(Stored items)
-------------------------

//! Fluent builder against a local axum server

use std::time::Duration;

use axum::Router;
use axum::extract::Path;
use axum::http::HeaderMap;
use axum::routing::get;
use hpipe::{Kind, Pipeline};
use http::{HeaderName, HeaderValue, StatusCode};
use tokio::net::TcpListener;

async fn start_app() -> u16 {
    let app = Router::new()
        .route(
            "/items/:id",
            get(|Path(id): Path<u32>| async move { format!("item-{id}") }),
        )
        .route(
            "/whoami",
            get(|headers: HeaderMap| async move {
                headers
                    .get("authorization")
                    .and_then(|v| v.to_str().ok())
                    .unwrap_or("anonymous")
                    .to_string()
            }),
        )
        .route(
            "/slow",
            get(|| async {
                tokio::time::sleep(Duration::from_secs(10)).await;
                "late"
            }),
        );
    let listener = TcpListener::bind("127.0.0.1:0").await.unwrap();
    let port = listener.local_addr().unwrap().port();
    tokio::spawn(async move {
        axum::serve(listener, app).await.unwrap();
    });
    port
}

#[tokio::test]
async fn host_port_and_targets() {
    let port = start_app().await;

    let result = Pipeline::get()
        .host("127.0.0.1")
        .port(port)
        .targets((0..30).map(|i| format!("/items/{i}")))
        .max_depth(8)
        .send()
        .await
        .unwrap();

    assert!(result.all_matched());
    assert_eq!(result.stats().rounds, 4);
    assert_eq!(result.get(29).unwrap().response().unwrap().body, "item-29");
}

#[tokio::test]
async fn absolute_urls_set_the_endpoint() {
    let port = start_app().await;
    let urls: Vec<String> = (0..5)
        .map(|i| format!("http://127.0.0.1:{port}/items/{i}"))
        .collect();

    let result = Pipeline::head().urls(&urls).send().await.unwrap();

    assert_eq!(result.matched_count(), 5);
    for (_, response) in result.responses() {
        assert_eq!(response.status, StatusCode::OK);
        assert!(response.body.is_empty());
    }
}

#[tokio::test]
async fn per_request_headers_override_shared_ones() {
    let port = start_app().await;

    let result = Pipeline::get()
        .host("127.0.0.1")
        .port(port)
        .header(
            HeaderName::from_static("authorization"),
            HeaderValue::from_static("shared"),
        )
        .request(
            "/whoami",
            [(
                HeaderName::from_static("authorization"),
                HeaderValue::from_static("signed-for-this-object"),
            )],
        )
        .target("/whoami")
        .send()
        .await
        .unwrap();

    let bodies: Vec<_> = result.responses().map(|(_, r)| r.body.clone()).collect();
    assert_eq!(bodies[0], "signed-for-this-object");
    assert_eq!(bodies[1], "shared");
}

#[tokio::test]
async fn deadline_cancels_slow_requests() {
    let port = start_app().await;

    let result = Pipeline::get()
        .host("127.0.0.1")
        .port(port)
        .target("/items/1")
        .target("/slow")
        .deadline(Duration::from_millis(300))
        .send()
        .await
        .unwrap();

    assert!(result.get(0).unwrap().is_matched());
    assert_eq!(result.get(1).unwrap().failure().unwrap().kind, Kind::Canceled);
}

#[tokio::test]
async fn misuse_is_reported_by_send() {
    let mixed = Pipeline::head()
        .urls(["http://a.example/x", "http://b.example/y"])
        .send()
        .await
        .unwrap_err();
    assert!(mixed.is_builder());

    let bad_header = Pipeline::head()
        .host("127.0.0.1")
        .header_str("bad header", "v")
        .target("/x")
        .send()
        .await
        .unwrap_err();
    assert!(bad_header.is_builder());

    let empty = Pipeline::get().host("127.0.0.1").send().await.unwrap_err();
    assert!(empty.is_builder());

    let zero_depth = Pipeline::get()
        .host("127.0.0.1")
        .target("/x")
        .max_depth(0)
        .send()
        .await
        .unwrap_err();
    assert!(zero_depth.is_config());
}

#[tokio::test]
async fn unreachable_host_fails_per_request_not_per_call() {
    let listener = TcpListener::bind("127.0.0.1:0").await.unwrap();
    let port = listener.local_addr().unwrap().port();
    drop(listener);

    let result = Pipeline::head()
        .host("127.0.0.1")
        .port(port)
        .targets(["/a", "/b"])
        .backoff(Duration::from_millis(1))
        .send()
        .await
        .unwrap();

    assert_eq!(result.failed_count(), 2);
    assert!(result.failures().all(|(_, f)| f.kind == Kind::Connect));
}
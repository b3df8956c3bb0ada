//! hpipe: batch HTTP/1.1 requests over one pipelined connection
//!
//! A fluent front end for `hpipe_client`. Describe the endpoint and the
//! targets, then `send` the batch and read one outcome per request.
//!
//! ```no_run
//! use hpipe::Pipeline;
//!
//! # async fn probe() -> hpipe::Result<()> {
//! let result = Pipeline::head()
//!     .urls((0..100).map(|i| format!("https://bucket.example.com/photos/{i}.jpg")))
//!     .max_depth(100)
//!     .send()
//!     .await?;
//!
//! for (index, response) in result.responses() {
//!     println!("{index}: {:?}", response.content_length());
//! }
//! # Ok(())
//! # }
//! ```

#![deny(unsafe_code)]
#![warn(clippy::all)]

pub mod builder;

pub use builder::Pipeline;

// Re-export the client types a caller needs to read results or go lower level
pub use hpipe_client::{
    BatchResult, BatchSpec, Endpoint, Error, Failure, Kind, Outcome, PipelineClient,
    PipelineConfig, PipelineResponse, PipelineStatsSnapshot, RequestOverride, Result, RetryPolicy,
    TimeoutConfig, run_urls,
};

-------------------------

Work order ▸
What is needed here is an exact reproduction of all the entries.

Response below ▸
//! Fluent builder against a local axum server

use std::time::Duration;

use axum::Router;
use axum::extract::Path;
use axum::http::HeaderMap;
use axum::routing::get;
use hpipe::{Kind, Pipeline};
use http::{HeaderName, HeaderValue, StatusCode};
use tokio::net::TcpListener;

async fn start_app() -> u16 {
    let app = Router::new()
        .route(
            "/items/:id",
            get(|Path(id): Path<u32>| async move { format!("item-{id}") }),
        )
        .route(
            "/whoami",
            get(|headers: HeaderMap| async move {
                headers
                    .get("authorization")
                    .and_then(|v| v.to_str().ok())
                    .unwrap_or("anonymous")
                    .to_string()
            }),
        )
        .route(
            "/slow",
            get(|| async {
                tokio::time::sleep(Duration::from_secs(10)).await;
                "late"
            }),
        );
    let listener = TcpListener::bind("127.0.0.1:0").await.unwrap();
    let port = listener.local_addr().unwrap().port();
    tokio::spawn(async move {
        axum::serve(listener, app).await.unwrap();
    });
    port
}

#[tokio::test]
async fn host_port_and_targets() {
    let port = start_app().await;

    let result = Pipeline::get()
        .host("127.0.0.1")
        .port(port)
        .targets((0..30).map(|i| format!("/items/{i}")))
        .max_depth(8)
        .send()
        .await
        .unwrap();

    assert!(result.all_matched());
    assert_eq!(result.stats().rounds, 4);
    assert_eq!(result.get(29).unwrap().response().unwrap().body, "item-29");
}

#[tokio::test]
async fn absolute_urls_set_the_endpoint() {
    let port = start_app().await;
    let urls: Vec<String> = (0..5)
        .map(|i| format!("http://127.0.0.1:{port}/items/{i}"))
        .collect();

    let result = Pipeline::head().urls(&urls).send().await.unwrap();

    assert_eq!(result.matched_count(), 5);
    for (_, response) in result.responses() {
        assert_eq!(response.status, StatusCode::OK);
        assert!(response.body.is_empty());
    }
}

#[tokio::test]
async fn per_request_headers_override_shared_ones() {
    let port = start_app().await;

    let result = Pipeline::get()
        .host("127.0.0.1")
        .port(port)
        .header(
            HeaderName::from_static("authorization"),
            HeaderValue::from_static("shared"),
        )
        .request(
            "/whoami",
            [(
                HeaderName::from_static("authorization"),
                HeaderValue::from_static("signed-for-this-object"),
            )],
        )
        .target("/whoami")
        .send()
        .await
        .unwrap();

    let bodies: Vec<_> = result.responses().map(|(_, r)| r.body.clone()).collect();
    assert_eq!(bodies[0], "signed-for-this-object");
    assert_eq!(bodies[1], "shared");
}

#[tokio::test]
async fn deadline_cancels_slow_requests() {
    let port = start_app().await;

    let result = Pipeline::get()
        .host("127.0.0.1")
        .port(port)
        .target("/items/1")
        .target("/slow")
        .deadline(Duration::from_millis(300))
        .send()
        .await
        .unwrap();

    assert!(result.get(0).unwrap().is_matched());
    assert_eq!(result.get(1).unwrap().failure().unwrap().kind, Kind::Canceled);
}

#[tokio::test]
async fn misuse_is_reported_by_send() {
    let mixed = Pipeline::head()
        .urls(["http://a.example/x", "http://b.example/y"])
        .send()
        .await
        .unwrap_err();
    assert!(mixed.is_builder());

    let bad_header = Pipeline::head()
        .host("127.0.0.1")
        .header_str("bad header", "v")
        .target("/x")
        .send()
        .await
        .unwrap_err();
    assert!(bad_header.is_builder());

    let empty = Pipeline::get().host("127.0.0.1").send().await.unwrap_err();
    assert!(empty.is_builder());

    let zero_depth = Pipeline::get()
        .host("127.0.0.1")
        .target("/x")
        .max_depth(0)
        .send()
        .await
        .unwrap_err();
    assert!(zero_depth.is_config());
}

#[tokio::test]
async fn unreachable_host_fails_per_request_not_per_call() {
    let listener = TcpListener::bind("127.0.0.1:0").await.unwrap();
    let port = listener.local_addr().unwrap().port();
    drop(listener);

    let result = Pipeline::head()
        .host("127.0.0.1")
        .port(port)
        .targets(["/a", "/b"])
        .backoff(Duration::from_millis(1))
        .send()
        .await
        .unwrap();

    assert_eq!(result.failed_count(), 2);
    assert!(result.failures().all(|(_, f)| f.kind == Kind::Connect));
}
repository b3df8956c3bb0ada
//! hpipe: batch HTTP/1.1 requests over one pipelined connection
//!
//! A fluent front end for `hpipe_client`. Describe the endpoint and the
//! targets, then `send` the batch and read one outcome per request.
//!
//! ```no_run
//! use hpipe::Pipeline;
//!
//! # async fn probe() -> hpipe::Result<()> {
//! let result = Pipeline::head()
//!     .urls((0..100).map(|i| format!("https://bucket.example.com/photos/{i}.jpg")))
//!     .max_depth(100)
//!     .send()
//!     .await?;
//!
//! for (index, response) in result.responses() {
//!     println!("{index}: {:?}", response.content_length());
//! }
//! # Ok(())
//! # }
//! ```

#![deny(unsafe_code)]
#![warn(clippy::all)]

pub mod builder;

pub use builder::Pipeline;

// Re-export the client types a caller needs to read results or go lower level
pub use hpipe_client::{
    BatchResult, BatchSpec, Endpoint, Error, Failure, Kind, Outcome, PipelineClient,
    PipelineConfig, PipelineResponse, PipelineStatsSnapshot, RequestOverride, Result, RetryPolicy,
    TimeoutConfig, run_urls,
};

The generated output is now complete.